The intensive communication turns the usual fear of the factory--also known as mechanophobia--with its regularity, order, control and discipline into a blessing that frees the maintenance teams to perform error-prone and repetitive tasks, because the factory will do the repetitive work. In the mean time they can order the tools necessary while communicating with the factory team. This is not only a hope for the future, but this is actually happening. We learned from two major reengineering companies who employ many Y2K factories on four continents, that the people working in these factories feel empowered by the flexibility of the approach taken in the factories. The problem reports and change requests have lead to a weekly release of their Y2K factory. This intensive interaction between factory workers and factory constructors makes that the maintenance programmers like their work instead of showing luddite traces in their behavior.
One way to encourage a factory approach towards modifications of software portfolios is to educate enhancement programmers, with tools, training, and resources. Also maintenance teams should be paid better. However, compensation plans for maintenance programmers is out of scope for this paper. We stress that these issues, as well as encouraging people to participate in education is a managerial responsibility. We encourage managers to take note of the book [Weinberg 1971] for learning more about the psychology of computer programming, and the book [Weinberg 1988] for understanding more of the professional programmer.

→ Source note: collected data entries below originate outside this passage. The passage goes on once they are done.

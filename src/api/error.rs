use reqwest::StatusCode;
use rust_decimal::Decimal;

use crate::models::InstrumentKind;

/// Failure talking to a backend service.
#[derive(Debug, thiserror::Error)]
pub enum ApiError {
    #[error("request to {url} failed: {source}")]
    Transport {
        url: String,
        #[source]
        source: reqwest::Error,
    },

    #[error("{url} returned {status}: {body}")]
    Status {
        url: String,
        status: StatusCode,
        body: String,
    },

    #[error("unexpected response body from {url}: {source}")]
    Decode {
        url: String,
        #[source]
        source: serde_json::Error,
    },

    #[error("response from {url} is missing {field}")]
    MissingField { url: String, field: &'static str },

    #[error("invalid {record} record {id}: {reason}")]
    InvalidRecord {
        record: &'static str,
        id: i64,
        reason: String,
    },

    #[error("invalid request: {0}")]
    InvalidRequest(String),
}

impl ApiError {
    /// HTTP status for `Status` errors.
    pub fn status(&self) -> Option<StatusCode> {
        match self {
            ApiError::Status { status, .. } => Some(*status),
            _ => None,
        }
    }

    pub fn is_timeout(&self) -> bool {
        matches!(self, ApiError::Transport { source, .. } if source.is_timeout())
    }
}

/// Failure to price a single instrument.
///
/// The valuation aggregator absorbs these; they never fail a whole batch.
#[derive(Debug, thiserror::Error)]
pub enum LookupError {
    #[error("no {kind} price found for {key}")]
    NotFound { kind: InstrumentKind, key: String },

    #[error("{kind} price lookup for {key} failed: {source}")]
    Api {
        kind: InstrumentKind,
        key: String,
        #[source]
        source: ApiError,
    },

    #[error("{kind} price for {key} is negative: {price}")]
    InvalidPrice {
        kind: InstrumentKind,
        key: String,
        price: Decimal,
    },
}

impl LookupError {
    /// True when the request to the market-data service timed out.
    pub fn is_timeout(&self) -> bool {
        matches!(self, LookupError::Api { source, .. } if source.is_timeout())
    }

    pub fn from_api(kind: InstrumentKind, key: &str, err: ApiError) -> Self {
        if err.status() == Some(StatusCode::NOT_FOUND) {
            LookupError::NotFound {
                kind,
                key: key.to_string(),
            }
        } else {
            LookupError::Api {
                kind,
                key: key.to_string(),
                source: err,
            }
        }
    }
}

#[cfg(test)]
mod tests {
    use super::*;

    #[test]
    fn not_found_status_maps_to_not_found_lookup() {
        let err = ApiError::Status {
            url: "http://md/price/stock/ZZZ".to_string(),
            status: StatusCode::NOT_FOUND,
            body: String::new(),
        };
        let lookup = LookupError::from_api(InstrumentKind::Stock, "ZZZ", err);
        assert!(matches!(lookup, LookupError::NotFound { ref key, .. } if key == "ZZZ"));
        assert_eq!(lookup.to_string(), "no stock price found for ZZZ");
    }

    #[test]
    fn server_errors_keep_their_source() {
        let err = ApiError::Status {
            url: "http://md/price/mf/1".to_string(),
            status: StatusCode::BAD_GATEWAY,
            body: "upstream down".to_string(),
        };
        let lookup = LookupError::from_api(InstrumentKind::MutualFund, "1", err);
        assert!(matches!(lookup, LookupError::Api { .. }));
        assert!(lookup.to_string().contains("upstream down"));
    }
}
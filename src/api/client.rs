use reqwest::{Client, RequestBuilder};
use serde::de::DeserializeOwned;
use serde::Serialize;
use tracing::debug;

use super::ApiError;
use crate::config::HttpConfig;
use crate::session::Session;

/// Build the `reqwest` client shared by every service client.
pub fn build_http_client(config: &HttpConfig) -> Result<Client, ApiError> {
    Client::builder()
        .user_agent(&config.user_agent)
        .timeout(config.request_timeout)
        .build()
        .map_err(|source| ApiError::Transport {
            url: String::new(),
            source,
        })
}

/// One backend service: base URL plus the optional session to authenticate with.
#[derive(Debug, Clone)]
pub struct ServiceClient {
    http: Client,
    base_url: String,
    session: Option<Session>,
}

impl ServiceClient {
    pub fn new(http: Client, base_url: impl Into<String>, session: Option<Session>) -> Self {
        Self {
            http,
            base_url: base_url.into().trim_end_matches('/').to_string(),
            session,
        }
    }

    pub fn base_url(&self) -> &str {
        &self.base_url
    }

    fn url(&self, path: &str) -> String {
        format!("{}{}", self.base_url, path)
    }

    pub async fn get_json<T: DeserializeOwned>(&self, path: &str) -> Result<T, ApiError> {
        let url = self.url(path);
        let body = self.send(self.http.get(&url), &url).await?;
        decode(&url, &body)
    }

    pub async fn post_json<B, T>(&self, path: &str, payload: &B) -> Result<T, ApiError>
    where
        B: Serialize + ?Sized,
        T: DeserializeOwned,
    {
        let url = self.url(path);
        let body = self.send(self.http.post(&url).json(payload), &url).await?;
        decode(&url, &body)
    }

    pub async fn delete(&self, path: &str) -> Result<(), ApiError> {
        let url = self.url(path);
        self.send(self.http.delete(&url), &url).await?;
        Ok(())
    }

    /// Attach session headers, send, and return the body of a successful response.
    async fn send(&self, request: RequestBuilder, url: &str) -> Result<String, ApiError> {
        let mut request = request.header("Accept", "application/json");
        if let Some(session) = &self.session {
            request = request.headers(session.headers());
        }

        debug!(url, authenticated = self.session.is_some(), "sending request");
        let response = request.send().await.map_err(|source| ApiError::Transport {
            url: url.to_string(),
            source,
        })?;

        let status = response.status();
        let body = response.text().await.map_err(|source| ApiError::Transport {
            url: url.to_string(),
            source,
        })?;

        if !status.is_success() {
            return Err(ApiError::Status {
                url: url.to_string(),
                status,
                body,
            });
        }

        Ok(body)
    }
}

fn decode<T: DeserializeOwned>(url: &str, body: &str) -> Result<T, ApiError> {
    serde_json::from_str(body).map_err(|source| ApiError::Decode {
        url: url.to_string(),
        source,
    })
}

/// Percent-encode a value used as a single path segment.
pub(crate) fn segment(value: &str) -> String {
    urlencoding::encode(value).into_owned()
}
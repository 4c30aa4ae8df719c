//! Human-readable durations for config values such as `request_timeout = "10s"`.

use std::time::Duration;

use anyhow::{Context, Result};
use serde::{de, Deserialize, Deserializer, Serializer};

/// Parse strings like `"250ms"`, `"10s"`, `"2m"`, `"1h"`.
///
/// Units are case-insensitive and surrounding whitespace is ignored.
///
/// ```
/// use folioview::duration::parse_duration;
/// use std::time::Duration;
///
/// assert_eq!(parse_duration("10s").unwrap(), Duration::from_secs(10));
/// assert_eq!(parse_duration("250ms").unwrap(), Duration::from_millis(250));
/// ```
pub fn parse_duration(s: &str) -> Result<Duration> {
    let s = s.trim().to_lowercase();
    let split = s
        .find(|c: char| !c.is_ascii_digit())
        .context("Duration needs a unit (ms, s, m or h)")?;
    let (num, unit) = s.split_at(split);

    let num: u64 = num
        .parse()
        .with_context(|| format!("Invalid number in duration: {s:?}"))?;

    let millis_per_unit: u64 = match unit.trim() {
        "ms" => 1,
        "s" => 1_000,
        "m" => 60 * 1_000,
        "h" => 60 * 60 * 1_000,
        other => anyhow::bail!("Unknown duration unit {other:?}; use ms, s, m or h"),
    };

    let millis = num
        .checked_mul(millis_per_unit)
        .context("Duration is too large")?;
    Ok(Duration::from_millis(millis))
}

/// Render a duration with the largest unit that represents it exactly.
pub fn format_duration(d: Duration) -> String {
    let millis = d.as_millis();
    for (unit, size) in [("h", 3_600_000u128), ("m", 60_000), ("s", 1_000)] {
        if millis >= size && millis % size == 0 {
            return format!("{}{unit}", millis / size);
        }
    }
    format!("{millis}ms")
}

/// Serde adapter: `#[serde(deserialize_with = "deserialize_duration")]`.
pub fn deserialize_duration<'de, D>(deserializer: D) -> Result<Duration, D::Error>
where
    D: Deserializer<'de>,
{
    let s = String::deserialize(deserializer)?;
    parse_duration(&s).map_err(de::Error::custom)
}

/// Serde adapter: `#[serde(serialize_with = "serialize_duration")]`.
pub fn serialize_duration<S>(d: &Duration, serializer: S) -> Result<S::Ok, S::Error>
where
    S: Serializer,
{
    serializer.serialize_str(&format_duration(*d))
}
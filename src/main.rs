use std::path::PathBuf;

use anyhow::{Context, Result};
use clap::{Parser, Subcommand, ValueEnum};
use serde::Serialize;
use tracing_subscriber::{fmt, prelude::*, EnvFilter};

use folioview::app;
use folioview::config::{default_config_path, Config};
use folioview::dashboard::DashboardService;
use folioview::session::SessionStore;
use folioview::valuation::HoldingFilter;

#[derive(Parser)]
#[command(name = "folioview")]
#[command(about = "Portfolio valuation and expense tracking client")]
struct Cli {
    /// Path to config file
    #[arg(short, long, default_value_os_t = default_config_path())]
    config: PathBuf,

    /// Print machine-readable JSON instead of text
    #[arg(long, global = true)]
    json: bool,

    #[command(subcommand)]
    command: Command,
}

#[derive(Subcommand)]
enum Command {
    /// Show current configuration
    Config,
    /// Log in and cache the session
    Login {
        #[arg(short, long)]
        username: String,
        /// Prompted for when omitted
        #[arg(short, long)]
        password: Option<String>,
    },
    /// Forget the cached session
    Logout,
    /// List holdings with live valuation
    Holdings {
        #[arg(long, value_enum, default_value_t = FilterArg::All)]
        filter: FilterArg,
    },
    /// Portfolio totals
    Summary,
    /// Value and share of each asset class
    Allocation,
    /// Expenses and asset purchases, newest first
    Transactions {
        #[arg(short, long)]
        limit: Option<usize>,
    },
    /// Manage expenses
    Expenses {
        #[command(subcommand)]
        command: ExpenseCommand,
    },
    /// Manage expense categories
    Categories {
        #[command(subcommand)]
        command: CategoryCommand,
    },
}

#[derive(Subcommand)]
enum ExpenseCommand {
    /// List all expenses
    List,
    /// Record an expense
    Add {
        #[arg(long)]
        amount: String,
        #[arg(long)]
        description: String,
        /// YYYY-MM-DD (defaults to today)
        #[arg(long)]
        date: Option<String>,
        #[arg(long)]
        category: i64,
    },
    /// Delete an expense by its external id
    Delete { id: String },
}

#[derive(Subcommand)]
enum CategoryCommand {
    /// List categories
    List,
    /// Create a category
    Add {
        name: String,
        #[arg(long)]
        parent: Option<i64>,
    },
}

#[derive(Clone, Copy, ValueEnum)]
enum FilterArg {
    All,
    Gainers,
    Losers,
}

impl From<FilterArg> for HoldingFilter {
    fn from(arg: FilterArg) -> Self {
        match arg {
            FilterArg::All => HoldingFilter::All,
            FilterArg::Gainers => HoldingFilter::Gainers,
            FilterArg::Losers => HoldingFilter::Losers,
        }
    }
}

fn emit<T: Serialize>(json: bool, value: &T, text: impl FnOnce(&T) -> String) -> Result<()> {
    if json {
        println!("{}", serde_json::to_string_pretty(value)?);
    } else {
        print!("{}", text(value));
    }
    Ok(())
}

fn emit_value(json: bool, value: &serde_json::Value) -> Result<()> {
    emit(json, value, |v| format!("{v:#}\n"))
}

fn dashboard(config: &Config, store: &SessionStore) -> Result<DashboardService> {
    let session = store
        .load()?
        .context("Not logged in; run `folioview login --username <name>` first")?;
    DashboardService::from_config(config, Some(session))
}

async fn run(cli: Cli, config: Config) -> Result<()> {
    let store = app::session_store(&config, &cli.config)?;
    let display = &config.display;
    let json = cli.json;

    match cli.command {
        Command::Config => {
            emit_value(json, &app::config_output(&cli.config, &config, store.path()))?;
        }
        Command::Login { username, password } => {
            let password = match password {
                Some(p) => p,
                None => dialoguer::Password::new()
                    .with_prompt("Password")
                    .interact()
                    .context("Failed to read password")?,
            };
            emit_value(json, &app::login(&config, &store, &username, &password).await?)?;
        }
        Command::Logout => {
            emit_value(json, &app::logout(&store)?)?;
        }
        Command::Holdings { filter } => {
            let valuation = dashboard(&config, &store)?.valuation().await?;
            let output = app::holdings_output(&valuation, filter.into(), display);
            emit(json, &output, app::holdings_text)?;
        }
        Command::Summary => {
            let valuation = dashboard(&config, &store)?.valuation().await?;
            emit(json, &app::summary_output(&valuation, display), app::summary_text)?;
        }
        Command::Allocation => {
            let valuation = dashboard(&config, &store)?.valuation().await?;
            emit(json, &app::allocation_output(&valuation, display), |rows| {
                app::allocation_text(rows)
            })?;
        }
        Command::Transactions { limit } => {
            let feed = dashboard(&config, &store)?.transactions(limit).await?;
            emit(json, &app::transactions_output(&feed, display), |rows| {
                app::transactions_text(rows)
            })?;
        }
        Command::Expenses { command } => {
            let service = dashboard(&config, &store)?;
            let client = service.expenses();
            match command {
                ExpenseCommand::List => {
                    let expenses = client.list_expenses().await.context("Failed to list expenses")?;
                    emit(json, &app::expenses_output(&expenses, display), |rows| {
                        app::expenses_text(rows)
                    })?;
                }
                ExpenseCommand::Add {
                    amount,
                    description,
                    date,
                    category,
                } => {
                    let today = chrono::Local::now().date_naive();
                    let request = app::parse_expense_request(
                        &amount,
                        &description,
                        date.as_deref(),
                        category,
                        today,
                    )?;
                    let created = app::add_expense(client, &request, display).await?;
                    emit(json, &created, |row| {
                        app::expenses_text(std::slice::from_ref(row))
                    })?;
                }
                ExpenseCommand::Delete { id } => {
                    emit_value(json, &app::delete_expense(client, &id).await?)?;
                }
            }
        }
        Command::Categories { command } => {
            let service = dashboard(&config, &store)?;
            let client = service.expenses();
            match command {
                CategoryCommand::List => {
                    let categories = client
                        .list_categories()
                        .await
                        .context("Failed to list categories")?;
                    emit(json, &app::categories_output(&categories), |rows| {
                        app::categories_text(rows)
                    })?;
                }
                CategoryCommand::Add { name, parent } => {
                    let created = app::add_category(client, &name, parent).await?;
                    emit(json, &created, |row| {
                        app::categories_text(std::slice::from_ref(row))
                    })?;
                }
            }
        }
    }

    Ok(())
}

#[tokio::main]
async fn main() -> Result<()> {
    tracing_subscriber::registry()
        .with(EnvFilter::try_from_default_env().unwrap_or_else(|_| EnvFilter::new("info")))
        .with(
            fmt::layer()
                .with_writer(std::io::stderr)
                .with_target(false),
        )
        .init();

    let cli = Cli::parse();

    let config = Config::load_or_default(&cli.config)
        .with_context(|| format!("Failed to load config: {}", cli.config.display()))?;

    tokio::select! {
        result = run(cli, config) => result,
        _ = tokio::signal::ctrl_c() => {
            eprintln!("Interrupted");
            std::process::exit(130);
        }
    }
}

Summarizing, migrating handwork of maintenance programmers to a factory approach gives them the unique opportunity to discuss their problems with others, the factory constructors. They in turn construct assembly lines that unleash the knowledge that would normally not be outside the heads of the maintenance crew. This is a corporate asset. Both the interaction and tools give the factory operators the (correct) feeling that their work is important, difficult and appreciated. Management should support such changes in the organization. Help with managing the introduction of automated tools in an organization can be found in books like [Pressman 1988,Bouldin 1989].
Software renovation is using tomorrow's technology to bring yesterday's software to the level of today.